Developments in FCCAnalyses

Status for June 2023

Juraj Smieško

CERN

FCC Software Meeting

26 June 2023

FCCAnalyses Scope

Goal of the framework is to aid the user in obtaining the desired physics results from the reconstructed objects

Framework requirements:

  • Efficiency — Make quick turn-around possible
  • Flexibility — Allow heavy customization
  • Ease of use — Should not be hard to start using
  • Scalable — Handling of large datasets

Key4hep status

Stable Key4hep stack:
  • /cvmfs/sw.hsf.org/spackages7/key4hep-stack/2023-04-08/
    x86_64-centos7-gcc11.2.0-opt/urwcv/setup.sh

FCCAnalyses status

Merged PRs:

  • FCCAnalyses #292: Fixed handling of empty outputDir
  • Podio #412: Collection ID is now 32 bit hash
  • Podio #427: Improved podio-dump

Issues:

  • #291: Branch names for relations now easier to read

Upcoming

  • k4FWCore #100: Podio Frame IO for Gaudi steering files
  • WIP EDM4hepSource:
    Allows high level access to EDM4hep objects in ROOT RDataFrame

Datamodel eXplorer

Simple JavaScript application to explore event MC tree: dmX

Documentation & Platforms

There are several sources of documentation

Please test Key4hep nightlies stack

  • Three OSes supported: CentOS 7, AlmaLinux 9 and Ubuntu 22.04

Backup

FCCAnalyses vs.
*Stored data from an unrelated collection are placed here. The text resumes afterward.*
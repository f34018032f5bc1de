//! Journal Service
//!
//! The caller-facing surface of the engine: the idempotent sync entry
//! point and the read-only statistics queries. Everything the web layer
//! touches goes through this type.

use std::sync::Arc;
use tracing::{info, warn};

use crate::config::SyncConfig;
use crate::domain::entities::day_log::DayLog;
use crate::domain::entities::sync::SyncOutcome;
use crate::domain::entities::trade::{CanonicalTrade, OpenPosition};
use crate::domain::errors::SyncError;
use crate::domain::repositories::account_registry::AccountRegistry;
use crate::domain::services::statistics::{
    self, DailyStatistics, Statistics, SymbolStatistics,
};
use crate::domain::services::sync_lock::SyncLockRegistry;
use crate::application::sync::orchestrator::SyncOrchestrator;
use crate::infrastructure::provider_client_factory::ProviderClientBuilder;
use crate::persistence::day_log_repository::DayLogRepository;
use crate::persistence::repository::TradeRepository;
use crate::persistence::DbPool;
use crate::secrets::CredentialResolver;

pub struct JournalService {
    pool: DbPool,
    config: SyncConfig,
    accounts: Arc<dyn AccountRegistry>,
    credentials: Arc<dyn CredentialResolver>,
    clients: Arc<dyn ProviderClientBuilder>,
    locks: SyncLockRegistry,
}

impl JournalService {
    pub fn new(
        pool: DbPool,
        config: SyncConfig,
        accounts: Arc<dyn AccountRegistry>,
        credentials: Arc<dyn CredentialResolver>,
        clients: Arc<dyn ProviderClientBuilder>,
    ) -> Self {
        Self {
            pool,
            config,
            accounts,
            credentials,
            clients,
            locks: SyncLockRegistry::new(),
        }
    }

    /// Pull the account's closed-position history since the last sync and
    /// fold it into the journal. Safe to call repeatedly; returns
    /// `synced: false` when there was nothing new.
    ///
    /// Runs for the same `(account, coin)` are serialized: a second call
    /// while one is in flight fails fast with [`SyncError::SyncInProgress`].
    pub async fn sync_account(
        &self,
        account_ref: &str,
        coin: &str,
    ) -> Result<SyncOutcome, SyncError> {
        let account = self.accounts.resolve(account_ref).await?;

        let _guard = self
            .locks
            .try_acquire(&account.external_id, coin)
            .ok_or_else(|| SyncError::SyncInProgress {
                account: account.account_ref.clone(),
                coin: coin.to_string(),
            })?;

        let credentials = self.credentials.resolve(&account).await?;
        let client = self.clients.build(&account, credentials);

        info!("Starting sync for {}/{}", account_ref, coin);
        let result = SyncOrchestrator::new(client, self.pool.clone(), &self.config)
            .run(&account, coin)
            .await;

        if let Err(e) = &result {
            warn!("Sync for {}/{} failed: {}", account_ref, coin, e);
        }
        result
    }

    /// Aggregate statistics over `[start_ms, end_ms]`.
    pub async fn statistics(
        &self,
        account_ref: &str,
        coin: &str,
        start_ms: i64,
        end_ms: i64,
    ) -> Result<Statistics, SyncError> {
        let trades = self.trades_in_range(account_ref, coin, start_ms, end_ms).await?;
        Ok(statistics::compute(&trades))
    }

    /// Per-day statistics series over `[start_ms, end_ms]`.
    pub async fn statistics_by_day(
        &self,
        account_ref: &str,
        coin: &str,
        start_ms: i64,
        end_ms: i64,
    ) -> Result<Vec<DailyStatistics>, SyncError> {
        let account = self.accounts.resolve(account_ref).await?;
        let trades = self.trades_in_range(account_ref, coin, start_ms, end_ms).await?;
        Ok(statistics::compute_by_day(&trades, account.utc_offset_minutes))
    }

    /// Per-symbol statistics over `[start_ms, end_ms]`.
    pub async fn statistics_by_symbol(
        &self,
        account_ref: &str,
        coin: &str,
        start_ms: i64,
        end_ms: i64,
    ) -> Result<Vec<SymbolStatistics>, SyncError> {
        let trades = self.trades_in_range(account_ref, coin, start_ms, end_ms).await?;
        Ok(statistics::compute_by_symbol(&trades))
    }

    /// Stored day logs for a calendar range.
    pub async fn day_logs(
        &self,
        account_ref: &str,
        coin: &str,
        from: chrono::NaiveDate,
        to: chrono::NaiveDate,
    ) -> Result<Vec<DayLog>, SyncError> {
        let account = self.accounts.resolve(account_ref).await?;
        let records = DayLogRepository::new(self.pool.clone())
            .list_range(&account.external_id, coin, from, to)
            .await?;
        Ok(records.into_iter().map(|r| r.into_day_log()).collect())
    }

    /// Live open positions straight from the provider, for display only.
    pub async fn open_positions(
        &self,
        account_ref: &str,
        coin: &str,
    ) -> Result<Vec<OpenPosition>, SyncError> {
        let account = self.accounts.resolve(account_ref).await?;
        let credentials = self.credentials.resolve(&account).await?;
        let client = self.clients.build(&account, credentials);

        client.list_open_positions(coin).await.map_err(|e| {
            if e.is_credential() {
                SyncError::InvalidCredentials {
                    account: account.account_ref.clone(),
                    reason: e.to_string(),
                }
            } else {
                SyncError::ProviderUnavailable(e)
            }
        })
    }

    async fn trades_in_range(
        &self,
        account_ref: &str,
        coin: &str,
        start_ms: i64,
        end_ms: i64,
    ) -> Result<Vec<CanonicalTrade>, SyncError> {
        let account = self.accounts.resolve(account_ref).await?;
        let records = TradeRepository::new(self.pool.clone())
            .in_range(&account.external_id, coin, start_ms, end_ms)
            .await?;
        Ok(records.into_iter().map(|r| r.into_canonical()).collect())
    }
}
//! Canonical trade shapes.
//!
//! Every provider adapter normalizes its wire payloads into
//! [`CanonicalTrade`] so the rest of the engine never sees
//! provider-specific fields. Monetary amounts are carried as the exact
//! decimal strings the provider reported; they are only parsed at
//! aggregation time (see `domain::services::statistics`).

use bigdecimal::{BigDecimal, Zero};
use chrono::NaiveDate;
use serde::{Deserialize, Serialize};
use std::str::FromStr;

use super::provider::Provider;

/// Direction of a position.
#[derive(Debug, Clone, Copy, PartialEq, Eq, Serialize, Deserialize)]
#[serde(rename_all = "UPPERCASE")]
pub enum PositionSide {
    Long,
    Short,
}

impl PositionSide {
    pub fn as_str(&self) -> &'static str {
        match self {
            PositionSide::Long => "LONG",
            PositionSide::Short => "SHORT",
        }
    }

    pub fn from_str_loose(s: &str) -> Option<PositionSide> {
        match s.to_uppercase().as_str() {
            "LONG" | "BUY" => Some(PositionSide::Long),
            "SHORT" | "SELL" => Some(PositionSide::Short),
            _ => None,
        }
    }
}

/// Contract family a trade belongs to.
#[derive(Debug, Clone, Copy, PartialEq, Eq, Serialize, Deserialize)]
#[serde(rename_all = "lowercase")]
pub enum InstrumentKind {
    Perpetual,
    Standard,
}

impl InstrumentKind {
    pub fn as_str(&self) -> &'static str {
        match self {
            InstrumentKind::Perpetual => "perpetual",
            InstrumentKind::Standard => "standard",
        }
    }
}

/// One closed (or partially closed) position, normalized across providers.
///
/// Identity is `(account_external_id, position_id, coin)` — the idempotency
/// key for upsert. A provider re-reporting the same position id with fresher
/// close data supersedes the stored row in place.
#[derive(Debug, Clone, PartialEq, Serialize, Deserialize)]
pub struct CanonicalTrade {
    pub account_external_id: String,
    pub position_id: String,
    pub coin: String,
    pub symbol: String,
    pub position_side: PositionSide,
    pub isolated: bool,
    /// Epoch milliseconds.
    pub open_time: i64,
    /// Epoch milliseconds of the last provider-side update (close time for
    /// fully closed positions).
    pub update_time: i64,
    pub avg_price: String,
    pub avg_close_price: String,
    /// Exact decimal string as reported by the provider.
    pub realised_profit: String,
    /// realised profit + funding + commission, exact decimal string.
    pub net_profit: String,
    pub position_amt: String,
    pub close_position_amt: String,
    pub leverage: i64,
    /// Whether this record represents a fully closed position.
    pub close_all_positions: bool,
    pub position_commission: String,
    pub total_funding: String,
    pub instrument: InstrumentKind,
}

impl CanonicalTrade {
    /// Only fully-closed positions count toward day logs and performance
    /// metrics; partially closed ones are stored but excluded so an
    /// in-progress position is never double-counted.
    pub fn is_counted(&self) -> bool {
        self.close_all_positions
    }

    /// Net profit parsed for aggregation; malformed values fall back to zero.
    pub fn net_profit_decimal(&self) -> BigDecimal {
        parse_decimal(&self.net_profit)
    }

    pub fn commission_decimal(&self) -> BigDecimal {
        parse_decimal(&self.position_commission)
    }

    /// Calendar date the position closed on, in the account's local day
    /// boundary. The UTC timestamp is shifted by the account offset before
    /// taking the date part.
    pub fn close_date(&self, utc_offset_minutes: i32) -> NaiveDate {
        local_date(self.update_time, utc_offset_minutes)
    }

    /// Holding time in milliseconds.
    pub fn duration_ms(&self) -> i64 {
        (self.update_time - self.open_time).max(0)
    }
}

/// A currently open position, reported for display only.
#[derive(Debug, Clone, PartialEq, Serialize, Deserialize)]
pub struct OpenPosition {
    pub provider: Provider,
    pub position_id: String,
    pub symbol: String,
    pub coin: String,
    pub position_side: PositionSide,
    pub isolated: bool,
    pub avg_price: String,
    pub position_amt: String,
    pub unrealised_profit: String,
    pub leverage: i64,
}

/// Parse a provider decimal string; anything unparseable counts as zero so
/// one bad record cannot poison an aggregate.
pub fn parse_decimal(raw: &str) -> BigDecimal {
    BigDecimal::from_str(raw.trim()).unwrap_or_else(|_| BigDecimal::zero())
}

/// Shift an epoch-ms timestamp by a UTC offset and take the date part.
pub fn local_date(epoch_ms: i64, utc_offset_minutes: i32) -> NaiveDate {
    let shifted = epoch_ms + i64::from(utc_offset_minutes) * 60_000;
    chrono::DateTime::from_timestamp_millis(shifted)
        .map(|dt| dt.date_naive())
        .unwrap_or_default()
}
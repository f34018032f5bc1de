//! Persistence Layer
//!
//! SQLite storage for canonical trades, sync cursors, and day logs, with
//! async access via sqlx. Migrations run inline at startup.
//!
//! # Database Schema
//!
//! ## Trades Table
//! One row per closed/partially-closed position, keyed by
//! `(account_external_id, position_id, coin)` — the idempotency key for
//! upsert. Monetary columns are TEXT holding exact decimal strings.
//!
//! ## Sync Cursors Table
//! One row per `(account_external_id, coin)` carrying `last_synced_at_ms`.
//! Advanced only inside the same transaction as the trade batch it unlocks,
//! and never backwards.
//!
//! ## Day Logs Table
//! One row per `(account_external_id, log_date, coin)` with derived daily
//! metrics and the member position-id set as a JSON array.

pub mod day_log_repository;
pub mod models;
pub mod repository;

use sqlx::sqlite::{SqliteConnectOptions, SqlitePool, SqlitePoolOptions};
use sqlx::ConnectOptions;
use std::path::Path;
use std::str::FromStr;
use tracing::info;

/// Database connection pool
pub type DbPool = SqlitePool;

/// Database initialization error
#[derive(Debug, thiserror::Error)]
pub enum DatabaseError {
    #[error("Database connection error: {0}")]
    ConnectionError(#[from] sqlx::Error),

    #[error("Migration error: {0}")]
    MigrationError(String),

    #[error("Query error: {0}")]
    QueryError(String),
}

/// Initialize the database connection pool
///
/// # Arguments
/// - `database_url`: Path to SQLite database file (e.g., "sqlite://data/traderlog.db")
///
/// # Errors
/// Returns error if database connection fails or migrations fail
pub async fn init_database(database_url: &str) -> Result<DbPool, DatabaseError> {
    info!("Initializing database: {}", database_url);

    // Ensure data directory exists
    if let Some(db_path) = database_url.strip_prefix("sqlite://") {
        if let Some(parent) = Path::new(db_path).parent() {
            std::fs::create_dir_all(parent).map_err(|e| {
                DatabaseError::ConnectionError(sqlx::Error::Configuration(Box::new(e)))
            })?;
        }
    }

    let options = SqliteConnectOptions::from_str(database_url)?
        .create_if_missing(true)
        .log_statements(tracing::log::LevelFilter::Debug);

    let pool = SqlitePoolOptions::new()
        .max_connections(5)
        .connect_with(options)
        .await?;

    run_migrations(&pool).await?;

    info!("Database initialized successfully");

    Ok(pool)
}

/// Run database migrations
async fn run_migrations(pool: &DbPool) -> Result<(), DatabaseError> {
    info!("Running database migrations...");

    sqlx::query(
        r#"
        CREATE TABLE IF NOT EXISTS trades (
            account_external_id TEXT NOT NULL,
            position_id TEXT NOT NULL,
            coin TEXT NOT NULL,
            symbol TEXT NOT NULL,
            position_side TEXT NOT NULL CHECK(position_side IN ('LONG', 'SHORT')),
            isolated INTEGER NOT NULL DEFAULT 0,
            open_time INTEGER NOT NULL,
            update_time INTEGER NOT NULL,
            avg_price TEXT NOT NULL,
            avg_close_price TEXT NOT NULL,
            realised_profit TEXT NOT NULL,
            net_profit TEXT NOT NULL,
            position_amt TEXT NOT NULL,
            close_position_amt TEXT NOT NULL,
            leverage INTEGER NOT NULL DEFAULT 1,
            close_all_positions INTEGER NOT NULL DEFAULT 0,
            position_commission TEXT NOT NULL,
            total_funding TEXT NOT NULL,
            instrument TEXT NOT NULL CHECK(instrument IN ('perpetual', 'standard')),
            created_at DATETIME NOT NULL DEFAULT CURRENT_TIMESTAMP,
            updated_at DATETIME NOT NULL DEFAULT CURRENT_TIMESTAMP,
            PRIMARY KEY (account_external_id, position_id, coin)
        )
        "#,
    )
    .execute(pool)
    .await
    .map_err(|e| DatabaseError::MigrationError(format!("Failed to create trades table: {}", e)))?;

    sqlx::query(
        r#"
        CREATE TABLE IF NOT EXISTS sync_cursors (
            account_external_id TEXT NOT NULL,
            coin TEXT NOT NULL,
            last_synced_at_ms INTEGER NOT NULL,
            updated_at DATETIME NOT NULL DEFAULT CURRENT_TIMESTAMP,
            PRIMARY KEY (account_external_id, coin)
        )
        "#,
    )
    .execute(pool)
    .await
    .map_err(|e| {
        DatabaseError::MigrationError(format!("Failed to create sync_cursors table: {}", e))
    })?;

    sqlx::query(
        r#"
        CREATE TABLE IF NOT EXISTS day_logs (
            account_external_id TEXT NOT NULL,
            log_date DATE NOT NULL,
            coin TEXT NOT NULL,
            net_pnl REAL NOT NULL DEFAULT 0,
            total_trades INTEGER NOT NULL DEFAULT 0,
            winners INTEGER NOT NULL DEFAULT 0,
            losers INTEGER NOT NULL DEFAULT 0,
            win_rate REAL NOT NULL DEFAULT 0,
            commissions REAL NOT NULL DEFAULT 0,
            profit_factor REAL NOT NULL DEFAULT 0,
            members TEXT NOT NULL DEFAULT '[]',
            created_at DATETIME NOT NULL DEFAULT CURRENT_TIMESTAMP,
            updated_at DATETIME NOT NULL DEFAULT CURRENT_TIMESTAMP,
            PRIMARY KEY (account_external_id, log_date, coin)
        )
        "#,
    )
    .execute(pool)
    .await
    .map_err(|e| {
        DatabaseError::MigrationError(format!("Failed to create day_logs table: {}", e))
    })?;

    sqlx::query(
        "CREATE INDEX IF NOT EXISTS idx_trades_account_coin_update_time \
         ON trades(account_external_id, coin, update_time)",
    )
    .execute(pool)
    .await
    .map_err(|e| DatabaseError::MigrationError(format!("Failed to create index: {}", e)))?;

    sqlx::query(
        "CREATE INDEX IF NOT EXISTS idx_trades_symbol ON trades(account_external_id, coin, symbol)",
    )
    .execute(pool)
    .await
    .map_err(|e| DatabaseError::MigrationError(format!("Failed to create index: {}", e)))?;

    sqlx::query(
        "CREATE INDEX IF NOT EXISTS idx_day_logs_date \
         ON day_logs(account_external_id, coin, log_date)",
    )
    .execute(pool)
    .await
    .map_err(|e| DatabaseError::MigrationError(format!("Failed to create index: {}", e)))?;

    info!("Database migrations completed successfully");

    Ok(())
}

/// Database configuration
#[derive(Debug, Clone)]
pub struct DatabaseConfig {
    /// Database URL (e.g., "sqlite://data/traderlog.db")
    pub url: String,

    /// Maximum number of connections in the pool
    pub max_connections: u32,
}

impl Default for DatabaseConfig {
    fn default() -> Self {
        Self {
            url: "sqlite://data/traderlog.db".to_string(),
            max_connections: 5,
        }
    }
}

impl DatabaseConfig {
    /// Load from environment variables
    pub fn from_env() -> Self {
        let url = std::env::var("DATABASE_URL")
            .unwrap_or_else(|_| "sqlite://data/traderlog.db".to_string());

        let max_connections = std::env::var("DATABASE_MAX_CONNECTIONS")
            .ok()
            .and_then(|s| s.parse().ok())
            .unwrap_or(5);

        Self {
            url,
            max_connections,
        }
    }
}

#[cfg(test)]
mod tests {
    use super::*;

    #[tokio::test]
    async fn test_database_init() {
        let pool = init_database("sqlite::memory:").await;
        assert!(pool.is_ok());
    }

    #[tokio::test]
    async fn test_migrations_create_tables() {
        let pool = init_database("sqlite::memory:").await.unwrap();

        let result: (i64,) = sqlx::query_as(
            "SELECT COUNT(*) FROM sqlite_master WHERE type='table' \
             AND name IN ('trades', 'sync_cursors', 'day_logs')",
        )
        .fetch_one(&pool)
        .await
        .unwrap();

        assert_eq!(result.0, 3);
    }

    #[test]
    fn test_database_config_default() {
        let config = DatabaseConfig::default();
        assert_eq!(config.url, "sqlite://data/traderlog.db");
        assert_eq!(config.max_connections, 5);
    }
}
Coffea/Coffea-casa

  • Provides similar set of features to FCCAnalyses
  • Dataframe in coffea, Orchestration in coffea-casa
  • User interface purely pythonic
  • Integrated into python package ecosystem
  • FCCAnalysis purpose build for FCC
  • Integration with SWAN and Dask

FCCAnalyses batch submissions

  • FCCAnalyses allows users to submit their jobs onto HTCondor
  • It bootstraps itself with use of scripts in subprocesses
  • Framework creates two files
    • Shell script with fccanalysis command
    • Condor configuration file
  • There is also possibility to add user provided Condor parameters
  • Condor environment now isolated from machine where the submission was done

  • Revised tracking across chunks/stages done with the variable in the ROOT file

Sub-command routing

  • There are three ways to run the analysis
    • fccanalysis run my_analysis.py
    • python config/FCCAnalysesRun.py my_analysis.py
      • Can this way be dropped?
    • python my_analysis.py
  • Removed reliance on try/catch for sub-command routing

Code formatting

  • Currently, there is wide range of styles used
  • End goal: Make the analyzers better organized
    • They are building blocks of the analysis
  • Created CI to check every commit

  • LLVM Style selected based on popularity
  • Only changed lines are checked

Updated vertexing

  • Vertexing done with the help of code from Franco B.
  • Introduces dependency on Delphes
  • Introduces new analyzers: SmearedTracksdNdx, SmearedTracksTOF
  • Simplifies Delphes–EDM4hep unit gymnastic
  • Adds examples for Bs to Ds K

Building of FCCAnalyses

  • FCCAnalyses is a package in the Key4hep stack
  • Advanced users can work directly on their forks
    • Allows to keep the analysis ''cutting edge''
    • Requires discipline
  • Added helper sub-command: fccanalysis build

  • Current distribution mechanisms:
    • Using released version in Key4hep stack
    • Separate git repository + stable Key4hep stack
    • Separate git repository + nightlies stack

Key4hep stack pin

  • FCCAnalyses is developed on top of Key4hep stack
  • Sometimes depends on specific version of the package
  • Added helper sub-command: fccanalysis pin

  • Will pin the analysis to a specific version of the Key4hep stack
    • There is no patch mechanism in the Key4hep stack